Admittedly, this cartoon takes the influence of Dr. Oz to the extreme.  But its premise is not too far from the truth.  Dr. Oz has become America’s physician.  He has the endorsement of Oprah Winfrey as well as his own show that’s on daily (twice a day in some markets!) and he recently won two Daytime Emmy awards, one for best informative talk-show and the other for best talk-show host.  His show is watched by millions of people.  He is clearly beloved by his followers.  He is better known and, when it comes to dispensing medical advice, he is more influential than the US Surgeon General (Dr. Regina Benjamin, in case you might have forgotten).

But this notoriety and influence put an onus on him to be especially accurate in his comments and opinions.  A few weeks ago, I appeared on Dr. Oz’s show along with Dr. John Abramson, a critic of the pharmaceutical industry.  During one segment, Dr. Abramson and I debated the value of statin drugs to prevent heart attacks and strokes: Dr. Abramson taking the view that statins are unnecessarily prescribed while I defended the fact that statins have saved countless lives.  Dr. Abramson said that he often took his patients off statins and I was stunned by this.  I turned to Dr. Oz and asked: “Dr. Oz, you’re a cardiologist, how do you prescribe statins?”  He replied: “I am usually the one taking them off statins” at which point the audience broke out into applause.
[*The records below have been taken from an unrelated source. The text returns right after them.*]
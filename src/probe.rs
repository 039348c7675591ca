//! Core reachability checks: one probe per target, port and protocol.
use std::net::IpAddr;
use std::time::{Duration, Instant};

use anyhow::Result;
use chrono::{DateTime, Utc};
use log::debug;
use serde_derive::Serialize;
use tokio::{
    io::{self, AsyncWriteExt},
    net::{TcpStream, UdpSocket},
    time,
};

use crate::address::resolve_host;
use crate::input::Protocol;

/// How long a TCP or UDP attempt may take before the target counts as down.
const SOCKET_TIMEOUT: Duration = Duration::from_secs(1);
/// End-to-end timeout for HTTP(S) probes, including connect and TLS setup.
const HTTP_TIMEOUT: Duration = Duration::from_secs(5);

/// Outcome of a single probe. Immutable once produced.
///
/// `latency_ms`, `status` and `downtime` only appear in output when a value
/// was actually observed; `port` is carried for logging but is not part of
/// the output contract.
#[derive(Debug, Clone, Serialize)]
pub struct CheckResult {
    /// The host or IP that was probed.
    pub target: String,
    /// Protocol the check ran over.
    pub proto: Protocol,
    /// When the probe was started.
    pub time: DateTime<Utc>,
    /// Port the probe was aimed at. Meaningless for DNS checks.
    #[serde(skip)]
    pub port: u16,
    /// Whether the target was reachable.
    pub up: bool,
    /// Elapsed time of the successful connect or HTTP round trip.
    #[serde(skip_serializing_if = "Option::is_none")]
    pub latency_ms: Option<u64>,
    /// HTTP status code. 0 marks a transport-level failure, not an HTTP error.
    #[serde(skip_serializing_if = "Option::is_none")]
    pub status: Option<u16>,
    /// Humanized downtime, attached by the monitor loop on recovery.
    #[serde(skip_serializing_if = "Option::is_none")]
    pub downtime: Option<String>,
}

/// Runs reachability checks. One instance can probe any number of targets;
/// the HTTP client inside it is reused across monitor iterations.
#[derive(Debug)]
pub struct Prober {
    timeout: Duration,
    http_client: reqwest::Client,
}

impl Prober {
    /// Builds a prober with the default timeouts.
    ///
    /// Certificate validation is off on purpose: this is a diagnostics tool
    /// pointed at arbitrary and self-signed endpoints. An UP result over
    /// HTTPS is a reachability statement, not a trust statement.
    pub fn new() -> Result<Self> {
        let http_client = reqwest::Client::builder()
            .danger_accept_invalid_certs(true)
            .timeout(HTTP_TIMEOUT)
            .build()?;

        Ok(Self {
            timeout: SOCKET_TIMEOUT,
            http_client,
        })
    }

    /// Probes `target` once over `proto`.
    ///
    /// Never fails: connection errors, timeouts and resolution failures are
    /// all absorbed into `up = false`.
    pub async fn probe(&self, target: &str, port: u16, proto: Protocol) -> CheckResult {
        let time = Utc::now();

        let (up, latency_ms, status) = match proto {
            Protocol::Tcp => {
                let (up, latency_ms) = self.check_tcp(target, port).await;
                (up, latency_ms, None)
            }
            Protocol::Udp => (self.check_udp(target, port).await, None, None),
            Protocol::Http | Protocol::Https => {
                self.check_http(target, port, proto == Protocol::Https).await
            }
            Protocol::Dns => (check_dns(target).await, None, None),
        };

        CheckResult {
            target: target.to_owned(),
            proto,
            time,
            port,
            up,
            latency_ms,
            status,
            downtime: None,
        }
    }

    /// Bounded-timeout TCP connect. Success means up and records the elapsed
    /// time; any error means down with no latency. The stream is shut down
    /// on every successful path so no socket outlives the probe.
    async fn check_tcp(&self, target: &str, port: u16) -> (bool, Option<u64>) {
        let start = Instant::now();
        match time::timeout(self.timeout, TcpStream::connect((target, port))).await {
            Ok(Ok(mut stream)) => {
                let elapsed = elapsed_ms(start);
                if let Err(e) = stream.shutdown().await {
                    debug!("Shutdown stream error {e}");
                }
                (true, Some(elapsed))
            }
            Ok(Err(e)) => {
                debug!("TCP connect to {target}:{port} failed: {e}");
                (false, None)
            }
            Err(_) => {
                debug!("TCP connect to {target}:{port} timed out");
                (false, None)
            }
        }
    }

    /// Best-effort UDP check: bind an ephemeral socket and send one probe
    /// byte. A successful write is reported as up even though it says nothing
    /// about whether anything is listening; UDP cannot reliably distinguish
    /// an open port from a silently-dropping one and this check keeps that
    /// ambiguity rather than pretending otherwise.
    async fn check_udp(&self, target: &str, port: u16) -> bool {
        let Some(ip) = resolve_host(target).await else {
            debug!("UDP probe could not resolve {target}");
            return false;
        };

        let local_addr = match ip {
            IpAddr::V4(_) => "0.0.0.0:0",
            IpAddr::V6(_) => "[::]:0",
        };

        let attempt = async {
            let socket = UdpSocket::bind(local_addr).await?;
            socket.connect((ip, port)).await?;
            socket.send(&[0x0]).await?;
            Ok::<(), io::Error>(())
        };

        match time::timeout(self.timeout, attempt).await {
            Ok(Ok(())) => true,
            Ok(Err(e)) => {
                debug!("UDP probe to {target}:{port} failed: {e}");
                false
            }
            Err(_) => {
                debug!("UDP probe to {target}:{port} timed out");
                false
            }
        }
    }

    /// HTTP(S) GET against `scheme://target:port`. Up means a 2xx/3xx status.
    /// Status and latency are recorded even on failure; a status of 0 flags
    /// that the request never got an HTTP response at all.
    async fn check_http(
        &self,
        target: &str,
        port: u16,
        https: bool,
    ) -> (bool, Option<u64>, Option<u16>) {
        let scheme = if https { "https" } else { "http" };
        let url = format!("{scheme}://{target}:{port}");

        let start = Instant::now();
        match self.http_client.get(&url).send().await {
            Ok(response) => {
                let elapsed = elapsed_ms(start);
                let code = response.status().as_u16();
                ((200..400).contains(&code), Some(elapsed), Some(code))
            }
            Err(e) => {
                debug!("GET {url} failed: {e}");
                (false, Some(elapsed_ms(start)), Some(0))
            }
        }
    }
}

/// DNS check: up when the hostname resolves to at least one address.
async fn check_dns(target: &str) -> bool {
    resolve_host(target).await.is_some()
}

fn elapsed_ms(start: Instant) -> u64 {
    u64::try_from(start.elapsed().as_millis()).unwrap_or(u64::MAX)
}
Dr. Oz then said that he doesn’t have a vendetta against statins and that: “There are people whose lives are saved every day with statins.” However, I am afraid that these later points were lost both to the audience and the millions who watched the show.  What many people actually heard from Dr. Oz’s pronouncement was that millions of people are needlessly taking statins.  This is evident from subsequent summaries of this discussion that now appear on various websites.  These summaries highlight the fact that Dr. Oz takes patients off statins and don’t mention his points about how statins do save lives.
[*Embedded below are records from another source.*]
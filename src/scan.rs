//! Strictly sequential TCP port range scanning.
use std::ops::RangeInclusive;
use std::time::Duration;

use anyhow::{bail, Result};
use log::debug;
use serde_derive::Serialize;
use tokio::{io::AsyncWriteExt, net::TcpStream, time};

/// Per-port connect timeout. Scan duration is bounded by
/// `(end - start + 1) * PORT_TIMEOUT` in the worst case.
const PORT_TIMEOUT: Duration = Duration::from_millis(300);

/// Ports of a range that accepted a TCP connection, in ascending order.
#[derive(Debug, Clone, Serialize)]
pub struct ScanResult {
    /// The scanned host.
    pub host: String,
    /// Every port that accepted a connection, in the order scanned.
    pub open_ports: Vec<u16>,
}

/// Scans an inclusive port range against one host.
///
/// Ports are probed one at a time; there is deliberately no concurrency
/// here, so large ranges are slow. Callers should warn accordingly before
/// starting a big scan.
#[derive(Debug)]
pub struct Scanner {
    host: String,
    ports: RangeInclusive<u16>,
    timeout: Duration,
}

impl Scanner {
    /// Creates a scanner over `start..=end`.
    ///
    /// Fails when `start > end`. Both bounds are assumed to already sit in
    /// the valid port space; the CLI parser rejects 0 and anything above
    /// 65535 before we get here.
    pub fn new(host: &str, start: u16, end: u16) -> Result<Self> {
        if start > end {
            bail!("Scan start port {start} is greater than end port {end}");
        }

        Ok(Self {
            host: host.to_owned(),
            ports: start..=end,
            timeout: PORT_TIMEOUT,
        })
    }

    /// Worst-case wall-clock duration of the scan, for warning callers
    /// about large ranges.
    #[must_use]
    pub fn worst_case(&self) -> Duration {
        let count = u32::from(self.ports.end() - self.ports.start()) + 1;
        self.timeout * count
    }

    /// Runs the scan and collects the open ports.
    ///
    /// Each port gets one bounded-timeout connect attempt; refused and
    /// timed-out ports are simply skipped. Successful streams are shut down
    /// immediately so no socket outlives its attempt.
    pub async fn run(&self) -> ScanResult {
        let mut open_ports = Vec::new();

        for port in self.ports.clone() {
            match time::timeout(self.timeout, TcpStream::connect((self.host.as_str(), port))).await
            {
                Ok(Ok(mut stream)) => {
                    debug!("Open {}:{port}", self.host);
                    if let Err(e) = stream.shutdown().await {
                        debug!("Shutdown stream error {e}");
                    }
                    open_ports.push(port);
                }
                Ok(Err(_)) | Err(_) => {}
            }
        }

        debug!(
            "Scanned {} ports on {}, {} open",
            u32::from(self.ports.end() - self.ports.start()) + 1,
            self.host,
            open_ports.len()
        );

        ScanResult {
            host: self.host.clone(),
            open_ports,
        }
    }
}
Like Dr. Oz,  I am a big believer in making lifestyles changes, such as watching your diet or exercising, as a way of warding off disease and also preventing the need for medications.  But doctors don’t haphazardly prescribe statins to their patients.  They prescribe these drugs knowing their patients’ health history and medical profiles.  When a patient hears someone as prominent as Dr. Oz saying that medicines like statins are overprescribed, many are likely to stop taking these drugs –  resulting in potential dire downstream consequences.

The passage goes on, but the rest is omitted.